Latest revision as of 23:57, 17 January 2024

Problem

In a middle-school mentoring program, a number of the sixth graders are paired with a ninth-grade student as a buddy. No ninth grader is assigned more than one sixth-grade buddy.
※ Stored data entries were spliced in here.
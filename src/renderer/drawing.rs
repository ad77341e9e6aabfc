//! Draw expansion: the front-end that turns array draws into pipeline jobs.
//!
//! Gathering happens on the API thread at draw-call time, so the jobs carry
//! vertex values rather than pointers; the recorded tasks then flow through
//! the command ring to the scheduler on flush.

use std::sync::Arc;

use super::Renderer;
use crate::error::GlError;
use crate::framebuffer::Framebuffer;
use crate::scheduler::Task;
use crate::stage::StageTag;
use crate::state::{ArraySource, ArrayState, ArrayType, DrawMode};
use crate::vertex::Vertex;

/// Client data handed to a `*_pointer` call: values to copy, or a byte
/// offset into the bound array buffer.
#[derive(Debug, Clone, Copy)]
pub enum ArrayData<'a> {
    Floats(&'a [f32]),
    Bytes(&'a [u8]),
    BufferOffset(usize),
}

/// Index data handed to `draw_elements`; buffer variants carry a byte offset
/// into the bound element-array buffer.
#[derive(Debug, Clone, Copy)]
pub enum Indices<'a> {
    U8(&'a [u8]),
    U16(&'a [u16]),
    BufferU8(usize),
    BufferU16(usize),
}

/// Which planes a [`Renderer::clear`] touches.
#[derive(Debug, Clone, Copy, PartialEq, Eq)]
pub struct ClearMask {
    pub color: bool,
    pub depth: bool,
    pub stencil: bool,
}

impl ClearMask {
    pub const COLOR: Self = Self {
        color: true,
        depth: false,
        stencil: false,
    };
    pub const DEPTH: Self = Self {
        color: false,
        depth: true,
        stencil: false,
    };
    pub const STENCIL: Self = Self {
        color: false,
        depth: false,
        stencil: true,
    };
    pub const ALL: Self = Self {
        color: true,
        depth: true,
        stencil: true,
    };
}

/// A client array resolved to concrete bytes for the duration of one draw.
struct ResolvedArray {
    data: Arc<[u8]>,
    offset: usize,
    size: usize,
    ty: ArrayType,
    stride: usize,
}

impl ResolvedArray {
    #[inline]
    fn element_offset(&self, index: usize) -> usize {
        self.offset + index * self.stride
    }

    /// Reads up to `n` consecutive floats of element `index`.
    fn read_floats(&self, index: usize, n: usize, out: &mut [f32]) -> Result<(), GlError> {
        let base = self.element_offset(index);
        let end = base + n * 4;
        let bytes = self.data.get(base..end).ok_or(GlError::InvalidValue)?;
        for (i, chunk) in bytes.chunks_exact(4).take(n).enumerate() {
            out[i] = f32::from_ne_bytes(chunk.try_into().unwrap());
        }
        Ok(())
    }

    fn read_unsigned_bytes(&self, index: usize, n: usize, out: &mut [f32]) -> Result<(), GlError> {
        let base = self.element_offset(index);
        let bytes = self.data.get(base..base + n).ok_or(GlError::InvalidValue)?;
        for (i, &b) in bytes.iter().enumerate() {
            out[i] = b as f32 / 255.0;
        }
        Ok(())
    }
}

/// The four client arrays resolved once per draw, plus the latched current
/// attribute values used when an array is disabled.
struct GatheredArrays {
    vertex: ResolvedArray,
    normal: Option<ResolvedArray>,
    color: Option<ResolvedArray>,
    texcoord: Option<ResolvedArray>,
    current_color: [f32; 4],
    current_normal: [f32; 3],
    current_texcoord: [f32; 4],
}

impl Renderer {
    fn resolve_array(&self, state: &ArrayState) -> Result<Option<ResolvedArray>, GlError> {
        if !state.enabled {
            return Ok(None);
        }
        let (data, offset) = match &state.source {
            ArraySource::None => return Err(GlError::InvalidOperation),
            ArraySource::Client(data) => (data.clone(), 0),
            ArraySource::Buffer { buffer, offset } => {
                let object = self
                    .context()
                    .find_buffer(*buffer)
                    .ok_or(GlError::InvalidOperation)?;
                (object.data.clone(), *offset)
            }
        };
        Ok(Some(ResolvedArray {
            data,
            offset,
            size: state.size,
            ty: state.ty,
            stride: state.effective_stride(),
        }))
    }

    fn gather_arrays(&self) -> Result<GatheredArrays, GlError> {
        let context = self.context();
        let vertex = self
            .resolve_array(&context.vertex_array.get())?
            .ok_or(GlError::InvalidOperation)?;
        Ok(GatheredArrays {
            vertex,
            normal: self.resolve_array(&context.normal_array.get())?,
            color: self.resolve_array(&context.color_array.get())?,
            texcoord: self.resolve_array(&context.texcoord_array.get())?,
            current_color: self.current_color,
            current_normal: self.current_normal,
            current_texcoord: self.current_texcoord[0],
        })
    }

    /// Assembles one vertex, applying the attribute defaulting rules:
    /// position pads to `(x, y, 0, 1)`, a three-component color gets alpha 1,
    /// texcoords pad to `(s, t, 0, 1)`, and disabled arrays fall back to the
    /// latched current values.
    fn gather_vertex(&self, arrays: &GatheredArrays, index: usize) -> Result<Vertex, GlError> {
        let mut v = Vertex::default();

        let mut position = [0.0, 0.0, 0.0, 1.0];
        arrays
            .vertex
            .read_floats(index, arrays.vertex.size, &mut position)?;
        v.position = position;

        match &arrays.normal {
            Some(normal) => normal.read_floats(index, 3, &mut v.normal)?,
            None => v.normal = arrays.current_normal,
        }

        match &arrays.color {
            Some(color) => {
                let mut components = [0.0, 0.0, 0.0, 1.0];
                match color.ty {
                    ArrayType::Float => color.read_floats(index, color.size, &mut components)?,
                    ArrayType::UnsignedByte => {
                        color.read_unsigned_bytes(index, color.size, &mut components)?
                    }
                }
                if color.size == 3 {
                    components[3] = 1.0;
                }
                v.color = components;
            }
            None => v.color = arrays.current_color,
        }

        match &arrays.texcoord {
            Some(texcoord) => {
                let mut components = [0.0, 0.0, 0.0, 1.0];
                texcoord.read_floats(index, texcoord.size, &mut components)?;
                v.texcoord = components;
            }
            None => v.texcoord = arrays.current_texcoord,
        }

        Ok(v)
    }

    fn record_triangle(&mut self, verts: [Vertex; 3], fb: &Arc<Framebuffer>) {
        let core = Arc::clone(self.core());
        let mut job = core.pools.vertex.acquire_or_alloc();
        job.verts = verts;
        job.fb = Some(Arc::clone(fb));
        self.ring.record(Task::Vertex(job), &core.scheduler);
    }

    fn record_point(&mut self, vertex: Vertex, size: f32, fb: &Arc<Framebuffer>) {
        let core = Arc::clone(self.core());
        let scheduler_core = Arc::clone(&core);
        let fb = Arc::clone(fb);
        self.ring.record(
            Task::run(StageTag::Vertex, move |wcx| {
                let mvp = *wcx.mvp.refresh(&scheduler_core.context);
                let mut v = vertex;
                v.position = mvp.transform_vec4(v.position);
                crate::pipeline::point_sprite_jobs(&scheduler_core, &v, size, &fb);
            }),
            &core.scheduler,
        );
    }

    /// Expands a draw over `indices` into pipeline jobs for `mode`.
    fn expand(&mut self, mode: DrawMode, indices: &[u32], arrays: &GatheredArrays) {
        let fb = Arc::clone(self.target_framebuffer());
        let gather = |renderer: &Renderer, index: u32| {
            renderer.gather_vertex(arrays, index as usize)
        };

        let result: Result<(), GlError> = (|| {
            match mode {
                DrawMode::Triangles => {
                    for triple in indices.chunks_exact(3) {
                        let verts = [
                            gather(self, triple[0])?,
                            gather(self, triple[1])?,
                            gather(self, triple[2])?,
                        ];
                        self.record_triangle(verts, &fb);
                    }
                }
                DrawMode::TriangleStrip => {
                    for (i, window) in indices.windows(3).enumerate() {
                        // Odd-numbered strip triangles flip so winding stays
                        // consistent.
                        let (a, b) = if i % 2 == 0 {
                            (window[1], window[2])
                        } else {
                            (window[2], window[1])
                        };
                        let verts = [gather(self, window[0])?, gather(self, a)?, gather(self, b)?];
                        self.record_triangle(verts, &fb);
                    }
                }
                DrawMode::TriangleFan => {
                    if indices.len() >= 3 {
                        let hub = gather(self, indices[0])?;
                        for pair in indices[1..].windows(2) {
                            let verts = [hub, gather(self, pair[0])?, gather(self, pair[1])?];
                            self.record_triangle(verts, &fb);
                        }
                    }
                }
                DrawMode::Points => {
                    let size = self.context().raster.read().point_size;
                    for &index in indices {
                        let vertex = gather(self, index)?;
                        self.record_point(vertex, size, &fb);
                    }
                }
                DrawMode::Lines | DrawMode::LineStrip | DrawMode::LineLoop => {
                    log::debug!("line primitives are not rasterized, dropping draw");
                }
            }
            Ok(())
        })();

        if let Err(e) = result {
            self.context().record_error(e);
        }
    }

    /// Draws `count` vertices starting at `first` from the enabled client
    /// arrays. A zero count is a no-op; drawing without an enabled vertex
    /// array records `InvalidOperation`.
    pub fn draw_arrays(&mut self, mode: DrawMode, first: i32, count: i32) {
        if first < 0 || count < 0 {
            self.context().record_error(GlError::InvalidValue);
            return;
        }
        if count == 0 {
            return;
        }
        let arrays = match self.gather_arrays() {
            Ok(arrays) => arrays,
            Err(e) => {
                self.context().record_error(e);
                return;
            }
        };
        let indices: Vec<u32> = (first as u32..(first + count) as u32).collect();
        self.expand(mode, &indices, &arrays);
    }

    /// Indexed draw; buffer-offset index variants resolve through the bound
    /// element-array buffer with a bounds check.
    pub fn draw_elements(&mut self, mode: DrawMode, count: i32, indices: Indices<'_>) {
        if count < 0 {
            self.context().record_error(GlError::InvalidValue);
            return;
        }
        if count == 0 {
            return;
        }
        let count = count as usize;

        let index_list: Vec<u32> = match indices {
            Indices::U8(list) => {
                if list.len() < count {
                    self.context().record_error(GlError::InvalidValue);
                    return;
                }
                list[..count].iter().map(|&i| i as u32).collect()
            }
            Indices::U16(list) => {
                if list.len() < count {
                    self.context().record_error(GlError::InvalidValue);
                    return;
                }
                list[..count].iter().map(|&i| i as u32).collect()
            }
            Indices::BufferU8(offset) | Indices::BufferU16(offset) => {
                let element_size = match indices {
                    Indices::BufferU8(_) => 1,
                    _ => 2,
                };
                let binding = self.element_array_buffer_binding;
                if binding == 0 {
                    self.context().record_error(GlError::InvalidValue);
                    return;
                }
                let Some(buffer) = self.context().find_buffer(binding) else {
                    self.context().record_error(GlError::InvalidOperation);
                    return;
                };
                if offset + element_size * count > buffer.data.len() {
                    self.context().record_error(GlError::InvalidOperation);
                    return;
                }
                let bytes = &buffer.data[offset..offset + element_size * count];
                if element_size == 1 {
                    bytes.iter().map(|&b| b as u32).collect()
                } else {
                    bytes
                        .chunks_exact(2)
                        .map(|pair| u16::from_ne_bytes([pair[0], pair[1]]) as u32)
                        .collect()
                }
            }
        };

        let arrays = match self.gather_arrays() {
            Ok(arrays) => arrays,
            Err(e) => {
                self.context().record_error(e);
                return;
            }
        };
        self.expand(mode, &index_list, &arrays);
    }

    /// Synchronously clears the selected planes of the target framebuffer to
    /// the latched clear values, after draining any recorded draws.
    pub fn clear(&mut self, mask: ClearMask) {
        if !(mask.color || mask.depth || mask.stencil) {
            return;
        }
        self.finish();
        let clear = self.context().clear_values.get();
        self.target_framebuffer().clear_masked(
            mask.color.then_some(clear.color.to_packed()),
            mask.depth.then_some(clear.depth),
            mask.stencil.then_some(clear.stencil),
        );
    }

    /// Queues the clear on the scheduler instead of blocking; it runs
    /// unordered with respect to in-flight draws.
    pub fn clear_async(&mut self, mask: ClearMask) {
        let clear = self.context().clear_values.get();
        let fb = Arc::clone(self.target_framebuffer());
        fb.clear_async(
            &self.core().scheduler,
            mask.color.then_some(clear.color.to_packed()),
            mask.depth.then_some(clear.depth),
            mask.stencil.then_some(clear.stencil),
        );
    }

    /// Drains outstanding work and reads back a rectangle of the target
    /// framebuffer as RGBA8 bytes.
    pub fn read_pixels(&mut self, x: u32, y: u32, width: u32, height: u32) -> Vec<u8> {
        self.finish();
        let mut out = Vec::new();
        self.target_framebuffer().read_pixels(x, y, width, height, &mut out);
        out
    }
}
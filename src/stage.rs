//! Pipeline stage tags.

/// Identifies which pipeline stage a task or allocation belongs to.
///
/// Tags route work to per-stage profile counters and allocation accounting;
/// they impose no scheduling order. Stage ordering is achieved structurally:
/// each stage submits the next stage's task as its final action.
#[derive(Debug, Clone, Copy, PartialEq, Eq, Hash)]
pub enum StageTag {
    Vertex,
    Primitive,
    Raster,
    Fragment,
    Framebuffer,
}

pub const STAGE_COUNT: usize = 5;

impl StageTag {
    pub const ALL: [StageTag; STAGE_COUNT] = [
        StageTag::Vertex,
        StageTag::Primitive,
        StageTag::Raster,
        StageTag::Fragment,
        StageTag::Framebuffer,
    ];

    #[inline]
    pub fn index(self) -> usize {
        match self {
            StageTag::Vertex => 0,
            StageTag::Primitive => 1,
            StageTag::Raster => 2,
            StageTag::Fragment => 3,
            StageTag::Framebuffer => 4,
        }
    }

    pub fn name(self) -> &'static str {
        match self {
            StageTag::Vertex => "Vertex",
            StageTag::Primitive => "Primitive",
            StageTag::Raster => "Raster",
            StageTag::Fragment => "Fragment",
            StageTag::Framebuffer => "Framebuffer",
        }
    }
}
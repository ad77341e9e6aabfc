//! 16.16 fixed-point entry points.
//!
//! The fixed-point API surface is a thin veneer: every `*_fixed` method
//! converts its arguments inline and routes to the float implementation, so
//! the two surfaces can never drift apart.

use crate::renderer::Renderer;
use crate::state::CompareFunc;

/// A 16.16 fixed-point value.
pub type Fixed = i32;

pub const FIXED_ONE: Fixed = 1 << 16;

#[inline]
pub fn from_fixed(value: Fixed) -> f32 {
    value as f32 / 65536.0
}

#[inline]
pub fn to_fixed(value: f32) -> Fixed {
    (value * 65536.0) as Fixed
}

impl Renderer {
    pub fn translate_fixed(&mut self, x: Fixed, y: Fixed, z: Fixed) {
        self.translate(from_fixed(x), from_fixed(y), from_fixed(z));
    }

    pub fn rotate_fixed(&mut self, angle: Fixed, x: Fixed, y: Fixed, z: Fixed) {
        self.rotate(from_fixed(angle), from_fixed(x), from_fixed(y), from_fixed(z));
    }

    pub fn scale_fixed(&mut self, x: Fixed, y: Fixed, z: Fixed) {
        self.scale(from_fixed(x), from_fixed(y), from_fixed(z));
    }

    pub fn frustum_fixed(
        &mut self,
        left: Fixed,
        right: Fixed,
        bottom: Fixed,
        top: Fixed,
        near: Fixed,
        far: Fixed,
    ) {
        self.frustum(
            from_fixed(left),
            from_fixed(right),
            from_fixed(bottom),
            from_fixed(top),
            from_fixed(near),
            from_fixed(far),
        );
    }

    pub fn ortho_fixed(
        &mut self,
        left: Fixed,
        right: Fixed,
        bottom: Fixed,
        top: Fixed,
        near: Fixed,
        far: Fixed,
    ) {
        self.ortho(
            from_fixed(left),
            from_fixed(right),
            from_fixed(bottom),
            from_fixed(top),
            from_fixed(near),
            from_fixed(far),
        );
    }

    pub fn load_matrix_fixed(&mut self, values: &[Fixed; 16]) {
        self.load_matrix(&values.map(from_fixed));
    }

    pub fn mult_matrix_fixed(&mut self, values: &[Fixed; 16]) {
        self.mult_matrix(&values.map(from_fixed));
    }

    pub fn color4_fixed(&mut self, r: Fixed, g: Fixed, b: Fixed, a: Fixed) {
        self.color4(from_fixed(r), from_fixed(g), from_fixed(b), from_fixed(a));
    }

    pub fn normal3_fixed(&mut self, x: Fixed, y: Fixed, z: Fixed) {
        self.normal3(from_fixed(x), from_fixed(y), from_fixed(z));
    }

    pub fn clear_color_fixed(&mut self, r: Fixed, g: Fixed, b: Fixed, a: Fixed) {
        self.clear_color(from_fixed(r), from_fixed(g), from_fixed(b), from_fixed(a));
    }

    pub fn clear_depth_fixed(&mut self, depth: Fixed) {
        self.clear_depth(from_fixed(depth));
    }

    pub fn alpha_func_fixed(&mut self, func: CompareFunc, reference: Fixed) {
        self.alpha_func(func, from_fixed(reference));
    }

    pub fn fog_density_fixed(&mut self, density: Fixed) {
        self.fog_density(from_fixed(density));
    }

    pub fn point_size_fixed(&mut self, size: Fixed) {
        self.point_size(from_fixed(size));
    }

    pub fn line_width_fixed(&mut self, width: Fixed) {
        self.line_width(from_fixed(width));
    }
}

#[cfg(test)]
mod tests {
    use super::*;

    #[test]
    fn conversions_round_trip_integers_exactly() {
        assert_eq!(from_fixed(FIXED_ONE), 1.0);
        assert_eq!(from_fixed(-3 * FIXED_ONE), -3.0);
        assert_eq!(to_fixed(2.0), 2 * FIXED_ONE);
        assert_eq!(to_fixed(0.5), FIXED_ONE / 2);
    }

    #[test]
    fn fractions_survive_within_sixteen_bits() {
        let value = 1.25f32;
        assert!((from_fixed(to_fixed(value)) - value).abs() < 1.0 / 65536.0);
    }
}
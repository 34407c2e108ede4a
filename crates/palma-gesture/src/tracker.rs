//! Hand-tracking collaborator seam.
//!
//! The landmark detector itself lives outside this workspace. Anything that
//! can produce zero or one `HandObservation` per frame implements
//! `HandTracker`; the primary loop polls it once per tick.

use std::fs::File;
use std::io::{BufRead, BufReader};
use std::path::Path;

use palma_core::config::TrackingConfig;
use palma_core::{HandObservation, HandSide, Landmark, PalmaError, Result};
use serde::Deserialize;
use tracing::{debug, info, warn};

/// One polled frame.
#[derive(Debug, Clone, PartialEq)]
pub enum Frame {
    /// A single hand was detected.
    Hand(HandObservation),
    /// No hand (or nothing above the confidence thresholds).
    Empty,
    /// The source has no more frames.
    EndOfStream,
}

impl Frame {
    pub fn observation(&self) -> Option<&HandObservation> {
        match self {
            Frame::Hand(obs) => Some(obs),
            _ => None,
        }
    }
}

/// Produces at most one hand observation per frame (single-hand mode).
///
/// Implementations are owned by the primary loop and must return promptly.
pub trait HandTracker: Send {
    fn next_frame(&mut self) -> Result<Frame>;
}

/// One line of a replay recording: `null` or a hand with optional score.
#[derive(Debug, Deserialize)]
struct RecordedHand {
    side: HandSide,
    landmarks: Vec<Landmark>,
    #[serde(default)]
    score: Option<f32>,
}

/// Replays JSON-lines recordings of detector output.
///
/// Each line is `null` or `{"side": "Left", "landmarks": [[x,y,z], ...],
/// "score": 0.93}`. Sides are recorded as the detector reported them; with
/// `mirrored` set the side is swapped to undo the selfie-view flip.
pub struct ReplayTracker {
    lines: Box<dyn BufRead + Send>,
    mirrored: bool,
    min_confidence: f32,
    frames_read: u64,
}

impl ReplayTracker {
    pub fn new(reader: impl BufRead + Send + 'static, config: &TrackingConfig) -> Self {
        if config.max_num_hands != 1 {
            warn!(
                max_num_hands = config.max_num_hands,
                "Only single-hand tracking is supported; extra hands are ignored"
            );
        }
        Self {
            lines: Box::new(reader),
            mirrored: config.mirrored,
            min_confidence: config.min_detection_confidence,
            frames_read: 0,
        }
    }

    pub fn open(path: &Path, config: &TrackingConfig) -> Result<Self> {
        let file = File::open(path).map_err(|e| {
            PalmaError::Gesture(format!("cannot open replay {}: {}", path.display(), e))
        })?;
        info!(path = %path.display(), "Replaying recorded hand observations");
        Ok(Self::new(BufReader::new(file), config))
    }

    pub fn frames_read(&self) -> u64 {
        self.frames_read
    }

    fn parse_line(&self, line: &str) -> Frame {
        let recorded: Option<RecordedHand> = match serde_json::from_str(line) {
            Ok(r) => r,
            Err(e) => {
                debug!(frame = self.frames_read, error = %e, "Skipping malformed replay frame");
                return Frame::Empty;
            }
        };

        let Some(hand) = recorded else {
            return Frame::Empty;
        };
        if hand.score.is_some_and(|s| s < self.min_confidence) {
            return Frame::Empty;
        }

        let side = if self.mirrored {
            hand.side.mirrored()
        } else {
            hand.side
        };
        Frame::Hand(HandObservation::new(side, hand.landmarks))
    }
}

impl HandTracker for ReplayTracker {
    fn next_frame(&mut self) -> Result<Frame> {
        let mut line = String::new();
        let read = self.lines.read_line(&mut line)?;
        if read == 0 {
            return Ok(Frame::EndOfStream);
        }
        self.frames_read += 1;

        let line = line.trim();
        if line.is_empty() {
            return Ok(Frame::Empty);
        }
        Ok(self.parse_line(line))
    }
}
//! Palma Chat crate - Conversational assistant fallback.
//!
//! Text that no local command recognizes is sent here. The proxy keeps the
//! conversation history, prepends a fixed system policy, and calls a chat
//! backend (a local Ollama server or an OpenAI-compatible API).

pub mod backend;
pub mod error;
pub mod proxy;

pub use backend::{
    build_backend, ChatBackend, CompletionSettings, MockBackend, OllamaBackend,
    OpenAiCompatibleBackend, Provider,
};
pub use error::ChatError;
pub use proxy::{
    ConversationExport, ConversationHistory, ConversationProxy, ConversationSummary, APOLOGY_REPLY,
    UNAVAILABLE_REPLY,
};
use thiserror::Error;

/// Top-level error type for the Palma assistant.
///
/// Each variant wraps a subsystem-specific failure. Subsystem crates define
/// their own error types and implement `From<SubsystemError> for PalmaError`
/// so that `?` works across crate boundaries.
///
/// `Config` covers collaborators that could not be brought up at startup;
/// the owning capability is disabled, the process keeps running.
#[derive(Debug, Error)]
#[non_exhaustive]
pub enum PalmaError {
    #[error("Configuration error: {0}")]
    Config(String),

    #[error("Hand tracking error: {0}")]
    Gesture(String),

    #[error("Audio error: {0}")]
    Audio(String),

    #[error("Transcription error: {0}")]
    Transcription(String),

    #[error("Speech output error: {0}")]
    Speech(String),

    #[error("Command error: {0}")]
    Command(String),

    #[error("Backend error: {0}")]
    Backend(String),

    #[error("Interaction error: {0}")]
    Interaction(String),

    #[error("I/O error: {0}")]
    Io(#[from] std::io::Error),

    #[error("Serialization error: {0}")]
    Serialization(String),
}

impl From<toml::de::Error> for PalmaError {
    fn from(err: toml::de::Error) -> Self {
        PalmaError::Config(err.to_string())
    }
}

impl From<toml::ser::Error> for PalmaError {
    fn from(err: toml::ser::Error) -> Self {
        PalmaError::Config(err.to_string())
    }
}

impl From<serde_json::Error> for PalmaError {
    fn from(err: serde_json::Error) -> Self {
        PalmaError::Serialization(err.to_string())
    }
}

/// A specialized `Result` type for Palma operations.
pub type Result<T> = std::result::Result<T, PalmaError>;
If $\frac{1}{3}$ of all the ninth graders are paired with $\frac{2}{5}$ of all the sixth graders, what fraction of the total number of sixth and ninth graders have a buddy?

$\textbf{(A) } \frac{2}{15} \qquad\textbf{(B) } \frac{4}{11} \qquad\textbf{(C) } \frac{11}{30} \qquad\textbf{(D) } \frac{3}{8} \qquad\textbf{(E) } \frac{11}{15}$


Solution 1

Let the number of sixth graders be $s$, and the number of ninth graders be $n$. Thus, $\frac{n}{3}=\frac{2s}{5}$, which simplifies to $n=\frac{6s}{5}$. Since we are trying to find the value of $\frac{\frac{n}{3}+\frac{2s}{5}}{n+s}$, we can just substitute $\frac{6s}{5}$ for $n$ into the equation. We then get a value of $\frac{\frac{\frac{6s}{5}}{3}+\frac{2s}{5}}{\frac{6s}{5}+s} = \frac{\frac{6s+6s}{15}}{\frac{11s}{5}} = \frac{\frac{4s}{5}}{\frac{11s}{5}} = \boxed{\textbf{(B)}~\frac{4}{11}}$.

Solution 2 (Easy)

We see that the minimum number of ninth graders is $6$, because if there are $3$ then there is $1$ ninth-grader with a buddy, which would mean there are $2.5$ sixth graders, which is impossible (of course unless you really do have half of a person). With $6$ ninth-graders, $2$ of them are in the buddy program, so there $\frac{2}{\tfrac{2}{5}}=5$ sixth-graders total, two of whom have a buddy. Thus, the desired fraction is $\frac{2+2}{5+6}=\boxed{\textbf{(B) }\frac{4}{11}}$.


Video Solution (HOW TO THINK CRITICALLY!!!)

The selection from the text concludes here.